A strategy for risk mitigation of antibodies with fast clearance

Abstract

A majority of human therapeutic antibody candidates show pharmacokinetic properties suitable for clinical use, but an unexpectedly fast antibody clearance is sometimes observed that may limit the clinical utility. Pharmacokinetic data in cynomolgus monkeys collected for a panel of 52 antibodies showed broad distribution of target-independent clearance values (2.4-61.3 mL/day/kg), with 15 (29%) having clearance > 10 mL/day/kg. Alteration in the interaction with the recycling FcRn receptor did not account for the faster than expected clearance observed for the antibodies; off-target binding was presumed to account for the fast clearance. We developed an assay based on ELISA detection of non-specific binding to baculovirus particles that can identify antibodies having increased risk for fast clearance. This assay can be used during lead generation or optimization to identify antibodies with increased risk of having fast clearance in both humans and cynomolgus monkeys, and thus increase the likelihood of obtaining a suitable drug candidate.

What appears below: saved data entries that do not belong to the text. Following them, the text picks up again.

mod helper_constants;
pub mod helper_functions;
pub mod enums;
pub mod number_formatter;

pub use enums::PhoneNumberFormat;
pub use number_formatter::NumberFormatter;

Keywords: FcRn; antibody; baculovirus; non-specific binding; pharmacokinetics.

Figure 1. Correlation of antibody clearance values measured in humans and cynomolgus monkeys (ρ = 0.74, n = 16). For our analyses, antibody doses were chosen that were believed to saturate any target-dependent clearance. The solid line is a linear regression fit of the logarithm of human clearance to the logarithm of cynomolgus monkey clearance [log(Human clearance) = 0.0123 + 0.744 * log(Cyno clearance)]. For most antibodies shown, human clearance is about two-fold slower than the corresponding cynomolgus monkey clearance. By contrast, for anti-NRP1 the clearance in human (9.2 mL/day/kg) is ~2-fold faster than the clearance in cynomolgus monkey (4.3 mL/day/kg).

Figure 2. Clearance values of antibodies (n = 52) in cynomolgus monkeys. Individual animal data and geometric mean values (red bars) are shown from dose groups where contribution of any specific clearance to the reported clearance was assumed to be negligible. Humanized (circle), human (square), synthetic human phage derived (triangle), and chimeric (diamond) antibodies are shown. Filled symbols indicate antibodies with a λ light chain (mAbs 2, 20, 29, 43), all others have a κ light chain. IgG4 isotype antibodies having the hinge-stabilizing mutant S228P are colored blue (mAbs 9, 24), all others are IgG1 isotype. Red symbol indicates an afucosylated antibody (mAb 3). Aglycosylated antibodies obtained via replacement of Asn297 with Ala are colored orange (mAbs 13, 14, 20, 33, 37, 46). Antibodies with Fc amino acid substitutions to modulate FcγR binding are colored green (mAbs 1, 19, 40).

Figure 3. Comparison of clearance values in cynomolgus monkeys of humanized and synthetic human antibodies derived from phage display libraries. Chimeric antibodies (n = 1) and human antibodies from non-phage sources (n = 3) are not shown because of the very small size of the data sets. Plots show individual data values overlaid by boxplots. Boxplot rectangle shows the interquartile range (IQR) between the first quartile (25th percentile) and the third quartile (75th percentile); the thicker horizontal line within the boxplot rectangle is at the median (50th percentile). The lower boxplot whisker extends to the lowest data value that is still within 1.5 IQR of the lower quartile, and the upper whisker extends to the highest data value within 1.5 IQR of the upper quartile.

Figure 4. Relationship between antibody clearance in cynomolgus monkeys and binding affinity (K_D, pH 5.8) for cynomolgus monkey FcRn. Symbols as defined in Figure 2 are used. Dissociation constants (K_D) in nM were determined from steady-state analysis of SPR data as described by Yeung et al.

Figure 5. Association of antibody clearance value in (A) cynomolgus monkey and (B) human with normalized BV ELISA score. A BV ELISA score > 5 is associated with increased risk of fast clearance in cynomolgus monkey (ρ = 0.53, n = 45). The BV score was calculated from the mean of 6 determinations; each determination was normalized by dividing by the signal observed for non-coated wells on the same assay plate. Of antibodies with a BV score < 5, 12% have clearance > 10 mL/day/kg in cynomolgus monkey, while clearance exceeds 10 mL/day/kg for 75% of antibodies with BV score > 5. A maximum likelihood estimate for the odds ratio is 19.5 [Fisher’s Exact Test, 95% Confidence Interval (3.3, 165.7)]. The confidence interval suggests a 3.3 to 166-fold increase in the odds of faster clearance for BV > 5; that the interval does not contain 1 implies statistical significance. (B) BV ELISA score > 5 is associated with increased risk of fast clearance in human (ρ = 0.83, n = 16).

Figure 6. Relationship between antibody clearance in cynomolgus monkeys and antibody (A) pI, (B) hydrophobicity as measured by HIC, and (C) charge calculated for Fv domain.